Maudy melotot kaget. "Jahat!"
King tertawa geli melihat raut wajah sang pacar.
Pria tampan itu pun menangkup wajah Maudy dan mengecup pipi Maudy secepat kilat sehingga membuat tubuh Maudy menegang kaku. "Kau sangat menggemaskan, sayang."
Maudy menelan salivanya susah payah. Jangan sampai King menciumnya lagi!
Bisa kotor pipi sucinya!
"Ah, aku mendadak lapar. Bagaimana kalau kita ke cafe biasanya?" Mengalihkan pembicaraan ke arah lain supaya King tidak berlaku semena-mena.
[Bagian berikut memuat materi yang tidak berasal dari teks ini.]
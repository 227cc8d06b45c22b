/// PostgreSQL store
///
/// Thin adapter from the [`Store`] trait onto the SQL that lives with each
/// model. Constraint violations are translated by `StoreError::from`.

use async_trait::async_trait;
use sqlx::PgPool;
use uuid::Uuid;

use super::{Store, StoreError};
use crate::db::pool::health_check;
use crate::models::comment::{Comment, CommentParent, CreateComment};
use crate::models::report::{CreateReport, Report, UpdateReport};
use crate::models::task::{CreateTask, Task, TaskPriority, TaskStatus, TaskSummary, UpdateTask};
use crate::models::user::{CreateUser, UpdateUser, User, UserSummary};
use crate::query::filter::Filter;
use crate::query::QuerySpec;

/// [`Store`] backed by a PostgreSQL pool
#[derive(Debug, Clone)]
pub struct PgStore {
    pool: PgPool,
}

impl PgStore {
    pub fn new(pool: PgPool) -> Self {
        Self { pool }
    }
}

#[async_trait]
impl Store for PgStore {
    async fn insert_user(&self, data: CreateUser) -> Result<User, StoreError> {
        Ok(User::create(&self.pool, data).await?)
    }

    async fn find_user(&self, id: Uuid) -> Result<Option<User>, StoreError> {
        Ok(User::find_by_id(&self.pool, id).await?)
    }

    async fn find_user_by_email(&self, email: &str) -> Result<Option<User>, StoreError> {
        Ok(User::find_by_email(&self.pool, email).await?)
    }

    async fn list_users(&self, spec: &QuerySpec) -> Result<Vec<User>, StoreError> {
        Ok(User::list(&self.pool, spec).await?)
    }

    async fn count_users(&self, filter: &Filter) -> Result<i64, StoreError> {
        Ok(User::count(&self.pool, filter).await?)
    }

    async fn update_user(&self, id: Uuid, data: UpdateUser) -> Result<Option<User>, StoreError> {
        Ok(User::update(&self.pool, id, data).await?)
    }

    async fn delete_user(&self, id: Uuid) -> Result<bool, StoreError> {
        Ok(User::delete(&self.pool, id).await?)
    }

    async fn user_summaries(&self, ids: &[Uuid]) -> Result<Vec<UserSummary>, StoreError> {
        Ok(User::summaries(&self.pool, ids).await?)
    }

    async fn insert_task(&self, data: CreateTask) -> Result<Task, StoreError> {
        Ok(Task::create(&self.pool, data).await?)
    }

    async fn find_task(&self, id: Uuid) -> Result<Option<Task>, StoreError> {
        Ok(Task::find_by_id(&self.pool, id).await?)
    }

    async fn list_tasks(&self, spec: &QuerySpec) -> Result<Vec<Task>, StoreError> {
        Ok(Task::list(&self.pool, spec).await?)
    }

    async fn count_tasks(&self, filter: &Filter) -> Result<i64, StoreError> {
        Ok(Task::count(&self.pool, filter).await?)
    }

    async fn count_tasks_by_status(
        &self,
        filter: &Filter,
    ) -> Result<Vec<(TaskStatus, i64)>, StoreError> {
        Ok(Task::count_by_status(&self.pool, filter).await?)
    }

    async fn count_tasks_by_priority(
        &self,
        filter: &Filter,
    ) -> Result<Vec<(TaskPriority, i64)>, StoreError> {
        Ok(Task::count_by_priority(&self.pool, filter).await?)
    }

    async fn update_task(&self, id: Uuid, data: UpdateTask) -> Result<Option<Task>, StoreError> {
        Ok(Task::update(&self.pool, id, data).await?)
    }

    async fn soft_delete_task(&self, id: Uuid) -> Result<bool, StoreError> {
        Ok(Task::soft_delete(&self.pool, id).await?)
    }

    async fn task_summaries(&self, ids: &[Uuid]) -> Result<Vec<TaskSummary>, StoreError> {
        Ok(Task::summaries(&self.pool, ids).await?)
    }

    async fn insert_report(&self, data: CreateReport) -> Result<Report, StoreError> {
        Ok(Report::create(&self.pool, data).await?)
    }

    async fn find_report(&self, id: Uuid) -> Result<Option<Report>, StoreError> {
        Ok(Report::find_by_id(&self.pool, id).await?)
    }

    async fn list_reports(&self, spec: &QuerySpec) -> Result<Vec<Report>, StoreError> {
        Ok(Report::list(&self.pool, spec).await?)
    }

    async fn count_reports(&self, filter: &Filter) -> Result<i64, StoreError> {
        Ok(Report::count(&self.pool, filter).await?)
    }

    async fn update_report(
        &self,
        id: Uuid,
        data: UpdateReport,
    ) -> Result<Option<Report>, StoreError> {
        Ok(Report::update(&self.pool, id, data).await?)
    }

    async fn delete_report(&self, id: Uuid) -> Result<bool, StoreError> {
        Ok(Report::delete(&self.pool, id).await?)
    }

    async fn append_comment(&self, data: CreateComment) -> Result<Comment, StoreError> {
        Ok(Comment::create(&self.pool, data).await?)
    }

    async fn list_comments(
        &self,
        parent_kind: CommentParent,
        parent_id: Uuid,
    ) -> Result<Vec<Comment>, StoreError> {
        Ok(Comment::list_for_parent(&self.pool, parent_kind, parent_id).await?)
    }

    async fn ping(&self) -> Result<(), StoreError> {
        Ok(health_check(&self.pool).await?)
    }
}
King mendadak tersenyum manis namun terlihat creepy di mata Maudy. "Tapi, sayang. Jangan harap bisa lepas dari hukumanmu."
****
Maudy membenamkan wajahnya di bantal. Kemudian berteriak tertahan. Diiringi oleh air mata.
Maudy sangat kesal pada sahabatnya yang mengabaikan pesannya dari tiga hari lalu.
Padahal ia butuh tempat untuk cerita supaya bebannya sedikit berkurang.
Sangat susah bagi Maudy menahan semuanya sendirian.
Otaknya sudah terlalu lelah memikirkan semua musibah dalam kehidupannya. Hatinya sudah terlalu sakit menerima kenyataan. Dan kewarasannya seperti akan terenggut sekarang juga.
Maudy menangis terisak-isak. Melampiaskan kekesalan, amarah, dan kesedihannya lewat sebuah tangisan.
Biasanya Maudy sangat kuat dan tahan banting, tapi entah mengapa hari ini dia merasa sangat lemah dan baperan.
Rasanya ingin menangis selalu. Melihat King, ingin menangis. Dikritik dosen, ingin menangis. Melihat pesannya diabaikan para sahabat, ingin menangis. Bahkan, membaca novel alur happy pun, ingin menangis.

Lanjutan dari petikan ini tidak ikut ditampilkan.